//! HTTP transport implementation.
//!
//! One axum server multiplexes every HTTP surface:
//! - `/` (catch-all): MCP streamable HTTP, served by rmcp
//! - `/sse` + `/message`: legacy MCP SSE transport
//! - `/mcp`: raw JSON-RPC over POST for plain HTTP clients
//! - `/api/joke`, `/api/add`: REST convenience endpoints
//! - `/health`, `/ready`: liveness and readiness probes

pub mod rest;
pub mod routes;
pub mod rpc;
pub mod sse;

use axum::{
    Router,
    extract::{Request, State},
    http::StatusCode,
    response::{IntoResponse, Response},
    routing::{any, get, post},
};
use rmcp::transport::streamable_http_server::{
    StreamableHttpServerConfig, StreamableHttpService, session::local::LocalSessionManager,
};
use std::future::IntoFuture;
use tower::ServiceExt;
use tower_http::cors::{Any, CorsLayer};
use tower_http::trace::TraceLayer;
use tracing::{debug, info};

use super::{TransportError, TransportResult, config::HttpConfig};
use crate::core::McpServer;
use sse::SseSessions;

/// HTTP transport handler.
pub struct HttpTransport {
    config: HttpConfig,
}

/// Application state shared across HTTP handlers.
#[derive(Clone)]
pub struct AppState {
    /// The MCP server instance.
    server: McpServer,

    /// Open legacy SSE sessions.
    sessions: SseSessions,

    /// rmcp streamable HTTP service mounted at the root.
    streamable: StreamableHttpService<McpServer, LocalSessionManager>,
}

impl AppState {
    /// Create the shared state around an MCP server.
    pub fn new(server: McpServer) -> Self {
        let factory_server = server.clone();
        let streamable = StreamableHttpService::new(
            move || Ok(factory_server.clone()),
            LocalSessionManager::default().into(),
            StreamableHttpServerConfig::default(),
        );

        Self {
            server,
            sessions: SseSessions::default(),
            streamable,
        }
    }

    /// Get the MCP server.
    pub fn server(&self) -> &McpServer {
        &self.server
    }

    /// Get the open SSE sessions.
    pub fn sessions(&self) -> &SseSessions {
        &self.sessions
    }
}

/// Build the axum router for all HTTP endpoints.
pub fn build_router(state: AppState, enable_cors: bool) -> Router {
    let mut app = Router::new()
        .route(routes::SSE, get(sse::handle_sse))
        .route(routes::MESSAGE, post(sse::handle_message))
        .route(routes::MCP, any(rpc::handle_rpc))
        .route(routes::HEALTH, any(rest::health))
        .route(routes::READY, any(rest::ready))
        .route(routes::API_JOKE, any(rest::joke))
        .route(routes::API_ADD, any(rest::add))
        .fallback(handle_streamable)
        .with_state(state)
        .layer(TraceLayer::new_for_http());

    // Add CORS if enabled
    if enable_cors {
        let cors = CorsLayer::new()
            .allow_origin(Any)
            .allow_methods(Any)
            .allow_headers(Any);
        app = app.layer(cors);
    }

    app
}

/// Hand every unreserved path to the streamable HTTP service.
///
/// The router answers a reserved path with the wrong method itself (405), so
/// the guard below only trips when this handler is called directly or a
/// reserved path is added to the table without a route.
async fn handle_streamable(State(state): State<AppState>, request: Request) -> Response {
    if routes::is_reserved(request.uri().path()) {
        debug!("Reserved path {} reached the catch-all", request.uri().path());
        return StatusCode::NOT_FOUND.into_response();
    }

    match state.streamable.oneshot(request).await {
        Ok(response) => response.into_response(),
        Err(never) => match never {},
    }
}

impl HttpTransport {
    /// Create a new HTTP transport with the given config.
    pub fn new(config: HttpConfig) -> Self {
        Self { config }
    }

    /// Get the bind address.
    pub fn address(&self) -> String {
        format!("{}:{}", self.config.host, self.config.port)
    }

    /// Run the HTTP transport until it fails or Ctrl-C is received.
    pub async fn run(self, server: McpServer) -> TransportResult<()> {
        let addr = self.address();
        let app = build_router(AppState::new(server), self.config.enable_cors);

        let listener = tokio::net::TcpListener::bind(&addr)
            .await
            .map_err(|e| TransportError::bind(&addr, e))?;

        let cors_status = if self.config.enable_cors {
            "enabled"
        } else {
            "disabled"
        };
        info!("Ready - listening on {} (CORS {})", addr, cors_status);
        info!("  → {:<5} {:<10} {}", "ANY", "/", "MCP streamable HTTP");
        for route in routes::RESERVED {
            info!("  → {:<5} {:<10} {}", route.methods, route.path, route.description);
        }

        tokio::select! {
            served = axum::serve(listener, app).into_future() => {
                served.map_err(|e| TransportError::http(e.to_string()))?;
            }
            _ = tokio::signal::ctrl_c() => {
                info!("Received Ctrl-C, stopping HTTP server");
            }
        }

        Ok(())
    }
}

# [WORK ITEM]
Every line of the records containing the word "TraceLayer" must appear in the answer.

# [RESPONSE AREA]
use tower_http::trace::TraceLayer;
        .layer(TraceLayer::new_for_http());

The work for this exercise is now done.